By 1978, the civil war escalated and the Church had been declared the government’s main opponent. Wearied by work and worry, he went back to the United States for a few weeks to rest and pray at his alma mater in Maryland where his old classmate Father Harry Flynn was now rector. Later archbishop of St. Paul-Minneapolis, Father Flynn never forgot their conversations. Father Stan described the injustices against the indigenous peoples and how he had spoken out, but in the process he knew that he had placed himself in harm’s way.

Back in Guatemala, his next report to the diocese described the exploitation of the poor by the agro-export industry. Father Stan never involved himself in political debates, though. He was unassuming, non-confrontational, low-profile and practical. But neither as pastor nor preacher could he ignore grave injustice. By now, he didn’t have to speak out. Simply being a pastor to the poor put him in opposition to the regime.

In May, he wrote back to Oklahoma in a hand-delivered letter:

The reality is we are in danger… All classes and group meetings have been canceled, We are working in smaller groups, My associate and myself are seen less in the street and almost never leave the rectory at night. The tactic of the government has been to kidnap those they think are leaders, torture them and kill them… If I get a direct threat or am told to leave, I will go. But if it is my destiny that I should give my life here then so be it… I don’t want to desert these people and this is what will be said, even after all these years.”

In October 1980, kidnappings started in Santiago Atitlán and in January Father Stan learned there was a plan to kidnap him. He snuck out of the country with his associate, a young Guatemalan priest. He spent three months back home in Oklahoma, helping on the family farm. He suffered greatly inside as he knew that he could not abandon his people. He was well aware of the risk but decided to go back anyway, arriving in time to celebrate Easter. The situation seemed to have calmed down and life at mission went on cautiously. 

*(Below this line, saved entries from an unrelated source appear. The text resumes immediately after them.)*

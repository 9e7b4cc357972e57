//! Test utilities for database and webhook testing.
//!
//! Provides an in-memory SQLite database with migrations applied and helpers
//! for building signed webhook deliveries.

use std::sync::Arc;
use std::time::{SystemTime, UNIX_EPOCH};

use anyhow::Result;
use axum::{Router, body::Body, http::Request};
use clerk_sync::{
    config::AppConfig,
    repositories::UserRepository,
    server::{AppState, create_app},
    webhook_verification::WebhookVerifier,
};
use migration::{Migrator, MigratorTrait};
use sea_orm::{Database, DatabaseConnection};
use serde_json::Value;

pub const SECRET: &str = "whsec_MfKQ9r8GKYqrTwjUPD8ILPZIo2LaLaSw";

/// Sets up an in-memory SQLite database with all migrations applied.
pub async fn setup_test_db() -> Result<DatabaseConnection> {
    let db = Database::connect("sqlite::memory:").await?;
    Migrator::up(&db, None).await?;
    Ok(db)
}

/// Builds the full router over a real user repository, without an identity client.
pub fn app_with_db(db: DatabaseConnection) -> (Router, Arc<WebhookVerifier>) {
    let verifier = Arc::new(WebhookVerifier::new(SECRET, 300).expect("test secret is valid"));
    let state = AppState {
        config: Arc::new(AppConfig {
            webhook_secret: Some(SECRET.to_string()),
            ..AppConfig::default()
        }),
        users: Arc::new(UserRepository::new(Arc::new(db.clone()))),
        db,
        verifier: verifier.clone(),
        identity: None,
    };
    (create_app(state), verifier)
}

pub fn unix_now() -> u64 {
    SystemTime::now()
        .duration_since(UNIX_EPOCH)
        .expect("clock after epoch")
        .as_secs()
}

/// A POST to the webhook route signed the way svix signs deliveries.
pub fn signed_webhook(verifier: &WebhookVerifier, msg_id: &str, body: &Value) -> Request<Body> {
    let body = body.to_string();
    let timestamp = unix_now();
    let signature = verifier.sign(msg_id, timestamp, body.as_bytes());

    Request::builder()
        .method("POST")
        .uri("/api/webhooks/clerk")
        .header("content-type", "application/json")
        .header("svix-id", msg_id)
        .header("svix-timestamp", timestamp.to_string())
        .header("svix-signature", signature)
        .body(Body::from(body))
        .expect("valid request")
}
//! # clerk-sync
//!
//! Receives Clerk webhooks, verifies their svix signatures and keeps a local
//! `users` table in sync with the identity provider.

pub mod config;
pub mod db;
pub mod error;
pub mod events;
pub mod handlers;
pub mod identity;
pub mod models;
pub mod repositories;
pub mod server;
pub mod sync;
pub mod telemetry;
pub mod webhook_verification;
pub use migration;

Just after midnight on July 28, 1981, two men broke into the church and forced one of the parishioners to take them to Father Stan. “Father, they’ve come for you,” he yelled as they got close to the door. Father Stan was ready. He opened the door and put up a fight. “Kill me here,” he shouted and fought as hard as he could. The attackers finally pinned him a corner and shot him twice in the head. 

He was declared a martyr in 2016, resulting in his beatification in Oklahoma City on Sept. 23, 2017, at a Mass attended by more than 20,000 people. He will be declared a saint when his cause for canonization identifies a medical miracle worked through his singular intercession that is confirmed by the Vatican.